Bu çalışmada sinema arşivi konusuna da değinilmiştir. Ülkemizde ulusal sinema anlayışının sinema tarihinin ve sinema yapıtlarının korunması gerektiğinden yola çıkılmış, bu anlamda var olan sinema arşiv sisteminin nasıl çalıştığı hakkında bilgi verilmiştir. Bu sistemin yeterli olmadığı tespit edilmiş, ulusal sinema arşivinin nasıl özellikte olması gerektiği dünya sinema örnekleriyle anlatılmış, ulusal sinema arşiv sisteminin nasıl kurulması gerektiği hakkında önerilerde bulunulmuştur.
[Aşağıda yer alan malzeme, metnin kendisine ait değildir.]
//! Composite-score ranking and retrieval bookkeeping.

use std::cmp::Ordering;
use std::collections::HashSet;

use thoughtful_llm::cosine_similarity;
use tracing::debug;

use crate::types::{MemoryItem, RecallMatch};

use super::MemoryStore;

impl MemoryStore {
    /// Composite score of one item against `query` at `turn`.
    ///
    /// Returns `(score, similarity)`.
    pub fn score(&self, item: &MemoryItem, query: &[f32], turn: u64) -> (f32, f32) {
        let c = &self.config;
        let similarity = cosine_similarity(item.embedding(), query);
        let age = turn.saturating_sub(item.last_accessed_turn()).min(i32::MAX as u64) as i32;
        let recency = c.recency_decay.powi(age);
        let frequency = (1.0 + item.retrieval_count() as f32).ln();

        let score = c.relevance_weight * similarity
            + c.importance_weight * item.weight
            + c.recency_weight * recency
            + c.frequency_weight * frequency;
        (score, similarity)
    }

    /// Rank every stored item against `query` and return the top `k`.
    ///
    /// Sorted by descending score; ties go to the item accessed longer ago,
    /// then to the smaller id. Does not mutate the store.
    pub fn rank(&self, query: &[f32], turn: u64, k: usize) -> Vec<RecallMatch> {
        self.rank_where(query, turn, k, |_| true)
    }

    /// [`rank`](Self::rank) over the items `keep` accepts.
    pub fn rank_where<F>(&self, query: &[f32], turn: u64, k: usize, keep: F) -> Vec<RecallMatch>
    where
        F: Fn(&MemoryItem) -> bool,
    {
        let mut scored: Vec<(f32, f32, &MemoryItem)> = self
            .iter()
            .filter(|item| keep(item))
            .map(|item| {
                let (score, similarity) = self.score(item, query, turn);
                (score, similarity, item)
            })
            .collect();

        scored.sort_by(|a, b| {
            b.0.partial_cmp(&a.0)
                .unwrap_or(Ordering::Equal)
                .then_with(|| a.2.last_accessed_turn().cmp(&b.2.last_accessed_turn()))
                .then_with(|| a.2.id.cmp(&b.2.id))
        });

        scored
            .into_iter()
            .take(k)
            .map(|(score, similarity, item)| RecallMatch {
                memory: item.clone(),
                score,
                similarity,
            })
            .collect()
    }

    /// Commit the bookkeeping for a ranking produced at `turn`.
    ///
    /// Selected items are refreshed toward full saliency and their access
    /// counters bumped; every other item decays for the turns elapsed since
    /// it last decayed. Embeddings are never touched.
    pub fn apply_retrieval(&mut self, selected: &[RecallMatch], turn: u64) {
        let ids: HashSet<&str> = selected.iter().map(|m| m.memory.id.as_str()).collect();
        let refresh_rate = self.config.refresh_rate;
        let decay_factor = self.config.decay_factor;

        let mut refreshed = 0usize;
        for item in self.iter_mut() {
            if ids.contains(item.id.as_str()) {
                item.touch(turn, refresh_rate);
                refreshed += 1;
            } else {
                item.decay_to(turn, decay_factor);
            }
        }
        debug!(turn, refreshed, total = self.len(), "Applied retrieval");
    }

    /// Rank, then commit the retrieval bookkeeping.
    ///
    /// Returns at most `k` items; with `k` larger than the store every item
    /// is returned exactly once.
    pub fn retrieve(&mut self, query: &[f32], turn: u64, k: usize) -> Vec<RecallMatch> {
        let matches = self.rank(query, turn, k);
        self.apply_retrieval(&matches, turn);
        matches
    }
}

#[cfg(test)]
mod tests {
    use std::sync::Arc;

    use thoughtful_types::SequentialIds;

    use crate::config::SaliencyConfig;
    use crate::store::MemoryStore;
    use crate::testing::KeyedEmbedder;
    use crate::types::MemoryType;

    fn store_with(config: SaliencyConfig) -> MemoryStore {
        MemoryStore::new(
            Arc::new(KeyedEmbedder::new(3)),
            SequentialIds::shared(),
            config,
        )
    }

    fn seeded() -> MemoryStore {
        let mut store = store_with(SaliencyConfig::default());
        let rows = [
            ("cats", vec![1.0, 0.0, 0.0], MemoryType::LongTerm),
            ("dogs", vec![0.8, 0.6, 0.0], MemoryType::LongTerm),
            ("rain", vec![0.0, 1.0, 0.0], MemoryType::Working),
            ("tax", vec![0.0, 0.0, 1.0], MemoryType::Working),
        ];
        for (text, embedding, memory_type) in rows {
            store
                .add_with_embedding("agent-1", text, embedding, 1.0, memory_type, 0)
                .unwrap();
        }
        store
    }

    #[test]
    fn test_rank_where_skips_rejected_items() {
        let store = seeded();
        let matches = store.rank_where(&[1.0, 0.0, 0.0], 1, 2, |item| item.text != "cats");

        let texts: Vec<&str> = matches.iter().map(|m| m.memory.text.as_str()).collect();
        assert_eq!(texts.len(), 2);
        assert_eq!(texts[0], "dogs");
        assert!(!texts.contains(&"cats"));
    }

    #[test]
    fn test_rank_is_sorted_and_bounded() {
        let store = seeded();
        let matches = store.rank(&[1.0, 0.0, 0.0], 1, 2);

        assert_eq!(matches.len(), 2);
        assert_eq!(matches[0].memory.text, "cats");
        assert_eq!(matches[1].memory.text, "dogs");
        assert!(matches[0].score >= matches[1].score);
        assert!((matches[0].similarity - 1.0).abs() < 1e-6);
    }

    #[test]
    fn test_rank_does_not_mutate() {
        let store = seeded();
        let before: Vec<_> = store.iter().cloned().collect();
        let _ = store.rank(&[1.0, 0.0, 0.0], 7, 3);
        let after: Vec<_> = store.iter().cloned().collect();
        assert_eq!(before, after);
    }

    #[test]
    fn test_retrieve_large_k_returns_all_once() {
        let mut store = seeded();
        let matches = store.retrieve(&[0.0, 1.0, 0.0], 1, 100);

        assert_eq!(matches.len(), store.len());
        let mut ids: Vec<_> = matches.iter().map(|m| m.memory.id.clone()).collect();
        ids.sort();
        ids.dedup();
        assert_eq!(ids.len(), store.len());
        for pair in matches.windows(2) {
            assert!(pair[0].score >= pair[1].score);
        }
    }

    #[test]
    fn test_retrieve_zero_k() {
        let mut store = seeded();
        assert!(store.retrieve(&[1.0, 0.0, 0.0], 1, 0).is_empty());
    }

    #[test]
    fn test_retrieve_updates_bookkeeping() {
        let mut store = seeded();
        let matches = store.retrieve(&[1.0, 0.0, 0.0], 3, 1);
        let hit = &matches[0].memory.id;

        for item in store.iter() {
            assert!(item.saliency() >= 0.0);
            if &item.id == hit {
                assert_eq!(item.last_accessed_turn(), 3);
                assert_eq!(item.retrieval_count(), 1);
                assert_eq!(item.saliency(), 1.0);
            } else {
                assert_eq!(item.last_accessed_turn(), 0);
                assert_eq!(item.retrieval_count(), 0);
                assert!(item.saliency() < 1.0);
            }
        }
    }

    #[test]
    fn test_non_retrieved_strictly_decreases() {
        let mut store = seeded();
        let before: Vec<f32> = store.iter().map(|m| m.saliency()).collect();
        store.retrieve(&[0.0, 0.0, 1.0], 1, 1);
        store.retrieve(&[0.0, 0.0, 1.0], 2, 1);

        for (item, prior) in store.iter().zip(before) {
            if item.text != "tax" {
                assert!(item.saliency() < prior, "{} did not decay", item.text);
            }
        }
    }

    #[test]
    fn test_retrieved_saliency_moves_toward_one() {
        let mut store = seeded();
        store.decay(4);
        let before = store.iter().find(|m| m.text == "rain").unwrap().saliency();

        store.retrieve(&[0.0, 1.0, 0.0], 4, 1);
        let after = store.iter().find(|m| m.text == "rain").unwrap().saliency();

        assert!(after >= before);
        assert!((after - (before + (1.0 - before) * 0.5)).abs() < 1e-6);
    }

    #[test]
    fn test_embeddings_are_never_mutated() {
        let mut store = seeded();
        let before: Vec<Vec<f32>> = store.iter().map(|m| m.embedding().to_vec()).collect();
        store.retrieve(&[0.3, 0.3, 0.3], 5, 2);
        let after: Vec<Vec<f32>> = store.iter().map(|m| m.embedding().to_vec()).collect();
        assert_eq!(before, after);
    }

    #[test]
    fn test_ties_prefer_older_access_then_id() {
        let mut store = store_with(SaliencyConfig::default().with_weights(1.0, 0.0, 0.0, 0.0));
        store
            .add_with_embedding("agent-1", "first", vec![1.0, 0.0, 0.0], 1.0, MemoryType::Working, 2)
            .unwrap();
        store
            .add_with_embedding("agent-1", "second", vec![1.0, 0.0, 0.0], 1.0, MemoryType::Working, 1)
            .unwrap();
        store
            .add_with_embedding("agent-1", "third", vec![1.0, 0.0, 0.0], 1.0, MemoryType::Working, 1)
            .unwrap();

        let order: Vec<_> = store
            .rank(&[1.0, 0.0, 0.0], 3, 3)
            .into_iter()
            .map(|m| m.memory.text)
            .collect();
        assert_eq!(order, vec!["second", "third", "first"]);
    }

    #[test]
    fn test_frequency_term_rewards_past_retrievals() {
        let mut store = store_with(SaliencyConfig::default().with_weights(0.0, 0.0, 0.0, 1.0));
        store
            .add_with_embedding("agent-1", "a", vec![1.0, 0.0, 0.0], 1.0, MemoryType::Working, 0)
            .unwrap();
        store
            .add_with_embedding("agent-1", "b", vec![0.0, 1.0, 0.0], 1.0, MemoryType::Working, 0)
            .unwrap();

        let top = store.retrieve(&[0.0, 1.0, 0.0], 1, 1);
        // All scores are zero, so the tie-break picks "a" (smaller id).
        assert_eq!(top[0].memory.text, "a");
        let next = store.rank(&[0.0, 1.0, 0.0], 2, 1);
        assert_eq!(next[0].memory.text, "a");
        assert!((next[0].score - 2.0f32.ln()).abs() < 1e-6);
    }
}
20.Yüzyılın kitle iletişim araçlarından biri olan sinema, göstergebilimsel çözümlemeye konu olmuştur. Göstergebilimsel çözümlemeler aracılığı ile filmlerdeki mesajların izleyicilere kodlanarak nasıl iletildiği anlatılmıştır. Bu kodlar çözümlendiğinde filmdeki asıl verilmek istenen mesaj ortaya çıktığı vurgulanmış, göstergebilimsel çözümleme yönteminin tanımı yapılıp, tarihsel boyutu ile anlatılarak sinema ve dilbilim ilişkisi üzerinde durulmuştur. Göstergebilime dayalı bu anlatımdan sonra “Uzak İhtimal” filminin göstergebilimsel çözümlemesi yapılmıştır. Göstergeler tespit edilmiş, dizge ve kodlar belirlenip düşünsel ve toplumbilimsel konular üzerinden değerlendirme yapılmıştır.
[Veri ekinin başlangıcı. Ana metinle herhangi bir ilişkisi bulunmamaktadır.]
use crate::error::{ChartError, ChartResult};
use crate::interaction::DragTarget;
use crate::render::Renderer;

use super::label_format::{DEFAULT_DATE_FORMAT, format_date, format_number, render_template};
use super::{ChartEditor, PlotX};

/// Gap between a bullet's edge and its tooltip anchor.
const TOOLTIP_OFFSET_PX: f64 = 4.0;

impl<R: Renderer> ChartEditor<R> {
    /// Tooltip text for `[row, field]` from the owning series' template.
    ///
    /// Supported placeholders: `{name}`, `{field}`, `{value}`, `{openValue}`,
    /// `{x}`, `{category}`, and any column of the row by name.
    pub fn tooltip_text(&self, target: &DragTarget) -> ChartResult<String> {
        let (_, adapter) = self
            .series_for_field(&target.field)
            .ok_or_else(|| ChartError::UnknownField(target.field.clone()))?;
        let plotted = self
            .model
            .rows()
            .get(target.row)
            .ok_or(ChartError::RowOutOfRange {
                row: target.row,
                len: self.model.rows().len(),
            })?;
        let number = |value: f64| format_number(value, &self.config.number_format);
        let x_label = self.x_label(&plotted.x);

        Ok(render_template(&adapter.tooltip_template, |key| match key {
            "name" => Some(adapter.name.clone()),
            "field" => Some(target.field.clone()),
            "value" => plotted.values.get(&adapter.field).map(|v| number(*v)),
            "openValue" => adapter
                .open_field
                .as_ref()
                .and_then(|open| plotted.values.get(open))
                .map(|v| number(*v)),
            "x" | "category" => Some(x_label.clone()),
            column => {
                let cell = self.local.cell(target.row, column).ok()?;
                match cell.as_f64() {
                    Some(value) => Some(number(value)),
                    None => cell.as_text().map(str::to_owned),
                }
            }
        }))
    }

    /// Display label of an x position.
    #[must_use]
    pub fn x_label(&self, x: &PlotX) -> String {
        match x {
            PlotX::Category(name) => name.clone(),
            PlotX::Number(value) => format_number(
                *value,
                self.config
                    .x_axis
                    .label_format
                    .as_deref()
                    .unwrap_or(self.config.number_format.as_str()),
            ),
            PlotX::Date(time) => format_date(
                *time,
                self.config
                    .x_axis
                    .label_format
                    .as_deref()
                    .unwrap_or(DEFAULT_DATE_FORMAT),
            ),
        }
    }

    /// Updates hover and tooltip for the idle pointer at `(x, y)`.
    pub(super) fn update_hover(&mut self, x: f64, y: f64) -> ChartResult<()> {
        let hit = self.hit_test(x, y, false)?;
        let changed = self.interaction.hovered() != hit.as_ref();
        match &hit {
            Some(target) => {
                let text = self.tooltip_text(target)?;
                let radius = self
                    .series_for_field(&target.field)
                    .map_or(0.0, |(_, adapter)| adapter.bullet_radius);
                let (anchor_x, anchor_y) = self
                    .point_position(&target.field, target.row)?
                    .unwrap_or((x, y));
                self.interaction.show_tooltip(
                    text,
                    anchor_x,
                    anchor_y - radius - TOOLTIP_OFFSET_PX,
                );
            }
            None => self.interaction.hide_tooltip(),
        }
        self.interaction.set_hovered(hit);
        if changed {
            self.render()?;
        }
        Ok(())
    }
}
Bu esnada filmin içinde saklı olan gösteren gösterilen ilişkisi tespit edilmiştir. Bu ilişki kapsamında gök gürültüsü, renkler, film içinde kullanılan nesne ve bu nesnelere yüklenen anlamlar üzerinde durulmuştur.
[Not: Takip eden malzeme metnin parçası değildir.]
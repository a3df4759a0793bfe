use serde::{Deserialize, Serialize};

use crate::core::{PlotArea, TrendSeries, Viewport};
use crate::host::ChangeRecord;
use crate::interaction::{DragTarget, InteractionMode, TooltipState};

use super::{ChartKind, PlotRow};

/// Serializable deterministic state snapshot used by regression tests and
/// debugging tooling.
#[derive(Debug, Clone, PartialEq, Serialize, Deserialize)]
pub struct EditorSnapshot {
    pub kind: ChartKind,
    pub host_id: String,
    pub viewport: Viewport,
    pub plot_area: PlotArea,
    pub value_domain: (f64, f64),
    /// Linear x domain; `None` on category axes.
    pub x_domain: Option<(f64, f64)>,
    /// Category names in row order; `None` on linear axes.
    pub categories: Option<Vec<String>>,
    pub rows: Vec<PlotRow>,
    pub trends: Vec<TrendSeries>,
    pub interaction_mode: InteractionMode,
    pub drag_target: Option<DragTarget>,
    pub hovered: Option<DragTarget>,
    pub tooltip: TooltipState,
    pub last_change: Option<ChangeRecord>,
}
Sinema yapımlarının devlet tarafından desteklendiği ve bu desteği kapsayan yasa ve yönetmelikler çerçevesinde sinemacılara ne türden haklar verildiği anlatılmıştır. Kültür Bakanlığı’nca verilen sinema destek kredilerinin geri ödemeleri konusu anlatılmıştır. Kredilerin verilmesini belirleyen kurulun yapısı ve işleyişi anlatılmış, destek şartları üzerinde durulmuştur. Avrupa Sinema Destek Fonu olan Eurimages’in Türk sinemasına sunduğu destekler anlatılmıştır.

Sinema politikalarının 2000 sonrası Türk sinemasında uygulanma durumunu tespit için Uzak İhtimal filmi incelenmiştir. Öncelikle filmin bakanlıktan aldığı destek ve bu desteğin filmin oluşum sürecindeki etkisi üzerinde tartışılmıştır. Daha sonra Uzak İhtimal filmi üzerinde göstergebilimsel analiz yöntemi uygulanmış, yönetmenin filmi oluştururken

vermek istediği mesaj göstergeler ve kodlar çözümlenerek tespit edilmiştir. Film, toplumbilimsel ve düşünsel yapı boyutunda da incelenmiştir.

Birinci bölümde tespit edilen sinema politikalarının Uzak İhtimal filmi üzerinde değerlendirilmesi yapılmıştır. 9 Ekim 2009’da vizyona giren film, sinema politikaları kapsamında değerlendirilmiştir. Böylelikle ulusal sinema anlayışına giden yolda uyulması gereken politikaların sektörde ne denli uygulandığı tespit edilmiştir.

Bu tespit sırasında Türkiye’deki sinema eğitiminin geliştirilmesi gerektiği belirlenmiştir. Bu gelişimin okullar, devlet ve sektör tarafından desteklenmesi önerilmiştir.

Ekonominin sinema filmlerinin oluşum sürecinde ne denli önemli bir durum olduğu vurgulanmış, yönetmenlerin filmlerini yapım aşamasında karşılaştıkları ekonomik zorluklar ve bu zorlukların giderilmesi konusunda çözüm önerileri sunulmuştur.

Türk filmlerinin ulusal ve uluslar arası festivallere katılması ile elde ettiği gelişim ve bunun Türk sinemasına yansıması anlatılmıştır. Türk sinemasının festivaller aracılığı ile dünya tarafından tanınan bir boyuta ulaştığı belirlenmiştir.

İlk filmini yapan genç yönetmenlerin satış ve pazarlama konusunda desteklenmesi hususuna değilmiştir.

Sinema örgütlerinin aktif hale gelmesi ve birlikte hareket etmesi ile sinema sektöründeki çalışma şartlarının düzenlenmesi konusunda önemli bir rol oynayacakları belirlenmiştir. Bu şekilde telif haklarından sosyal haklara kadar, sinemacıların önünün açılabileceği vurgulanmıştır.

Her yönetmen filminin beğenilmesini ister. Gişe başarısı ise filmin giderlerini karşılayabilmek ve bir sonraki projeye başlayabilmek için önemli bir parasal kaynaktır. Gişe başarısının yolu izleyici beğenisinden geçer.

Sonuç olarak, bu çalışmada izleyiciye sunulacak nitelikli filmlerin çeşitli kaynaklarca desteklenmesinin hem ulusal sinemanın doğru ilerlemesini hem de izleyici beklentilerinin geliştirilmesini sağlayıcı etken teşkil ettiği vurgulanmış ve bu durumun nasıl yapılması gerektiği anlatılmıştır.